Joseph Annunziata, an 80-year-old Army veteran from Long Island, New York, says he isn’t exactly proud of his story, but hopes that by sharing it he can help others. For years his doctors had warned him about a narrowing left carotid and encouraged him to undergo an endarterectomy—a procedure to remove buildup in his artery and hopefully prevent a serious stroke. Unfortunately, on the morning of Veterans Day 2022, his decision to put off the procedure finally caught up to him.
“I was going to the store which is five minutes away and my right hand went limp. Then all of a sudden my speech went slurry and I knew I was in trouble. So what I did was turn the car around and I drove down to the Northport VA... although I know I shouldn’t have done that,” said Joseph.
Upon arriving at the VA, Joseph was immediately sent by ambulance to their partners at the Stony Brook Cerebrovascular and Comprehensive Stroke Center where he was evaluated by neurointerventionalist Dr. David Fiorella, stroke neurologist Dr. Jason Matthew, and their team.
Joseph underwent a series of scans which indicated a small completed stroke and an occluded left carotid. With a National Institute of Health Stroke Scale (NIHSS) score of 6 and only mild stroke symptoms, many care teams may have chosen to observe him for 24 hours.

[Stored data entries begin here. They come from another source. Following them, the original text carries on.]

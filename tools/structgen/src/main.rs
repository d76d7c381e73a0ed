use std::io::{Read, Write};
use std::path::Path;
use std::process::ExitCode;

use clap::Parser;
use cli::Args;
use clio::OutputPath;
use regmodel::Peripheral;

mod cli;

fn main() -> ExitCode {
    env_logger::Builder::from_env(
        // Output may go to stdout, keep the default chatter on stderr to warnings
        env_logger::Env::default().default_filter_or("warn"),
    )
    .init();

    let mut args = Args::parse();

    let mut text = String::new();
    if let Err(e) = args.input.read_to_string(&mut text) {
        log::error!("Cannot read {}: {e}", args.input.path());
        return ExitCode::FAILURE;
    }
    let source = args.input.path().to_string();

    let peripheral =
        regmodel_from_esp_header::parse(&text, &args.name, args.desc.as_deref(), &args.prefix);
    log::info!(
        "{} register(s) extracted from {source}",
        peripheral.registers().len()
    );

    if args.lint {
        for lint in peripheral.lint() {
            log::warn!("{lint}");
        }
    }

    if let Some(path) = args.dump_model {
        if let Err(e) = dump_model(&peripheral, path) {
            log::error!("Cannot dump the register model: {e}");
            return ExitCode::FAILURE;
        }
    }

    // Nothing is created at the output path unless generation succeeded
    let header = match regmodel_to_c_struct::render_header(&peripheral, &source) {
        Ok(header) => header,
        Err(e) => {
            log::error!("{e}");
            return ExitCode::FAILURE;
        }
    };
    if let Err(e) = write_output(args.output, &header) {
        log::error!("Cannot write the generated header: {e}");
        return ExitCode::FAILURE;
    }
    ExitCode::SUCCESS
}

fn dump_model(
    peripheral: &Peripheral,
    path: OutputPath,
) -> Result<(), Box<dyn std::error::Error>> {
    let xml = quick_xml::se::to_string(peripheral)?;
    write_output(path, &xml)
}

fn write_output(path: OutputPath, content: &str) -> Result<(), Box<dyn std::error::Error>> {
    let target = path.path().is_local().then(|| path.path().to_path_buf());
    let mut output = path.create()?;
    write_all_or_discard(&mut output, target.as_deref(), content)?;
    Ok(())
}

/// Removes `target` when the write fails, so no truncated header is left behind.
fn write_all_or_discard(
    output: &mut impl Write,
    target: Option<&Path>,
    content: &str,
) -> std::io::Result<()> {
    let written = output
        .write_all(content.as_bytes())
        .and_then(|_| output.flush());
    if written.is_err() {
        if let Some(target) = target {
            if let Err(e) = std::fs::remove_file(target) {
                log::warn!("Cannot remove partial output {}: {e}", target.display());
            }
        }
    }
    written
}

However, using Rapid CTP to quickly analyze Joseph’s CT perfusion scan, Drs. Fiorella and Matthew were able to quickly and clearly see the severity of the reduction in blood flow including the volume of tissue affected. They could see the blockage was putting almost half of Joseph’s brain at risk. With the clinical context provided by Rapid CTP, they felt even more confident that if they did not intervene the infarction would be significant and Joseph’s condition would likely deteriorate fast.
But, given the complicated nature of the intervention, the decision whether or not to move forward was not so simple.
“There was a carotid filled with clot and occluded from atherosclerotic plaque, so it was a situation where the stakes were incredibly high. It was one of those cases where you certainly could make things a whole lot worse by intervening,” said Dr. Fiorella. “The decision we ultimately made was based largely on data from the RapidAI perfusion imaging. To have perfusion data say that this patient has a 200CC area of potential at risk, it helps give you that confidence that it's important to intervene."
Fortunately, Stony Brook University Hospital is one of few hospitals in the country to pioneer a special sequential balloon inflation technique used to safely and successfully revascularize complete carotid occlusions. Just 90 minutes after Joseph arrived at the hospital, he underwent treatment and only hours later emerged from anesthesia with major improvements in his condition. Four days later, he walked out of the hospital and returned to his home.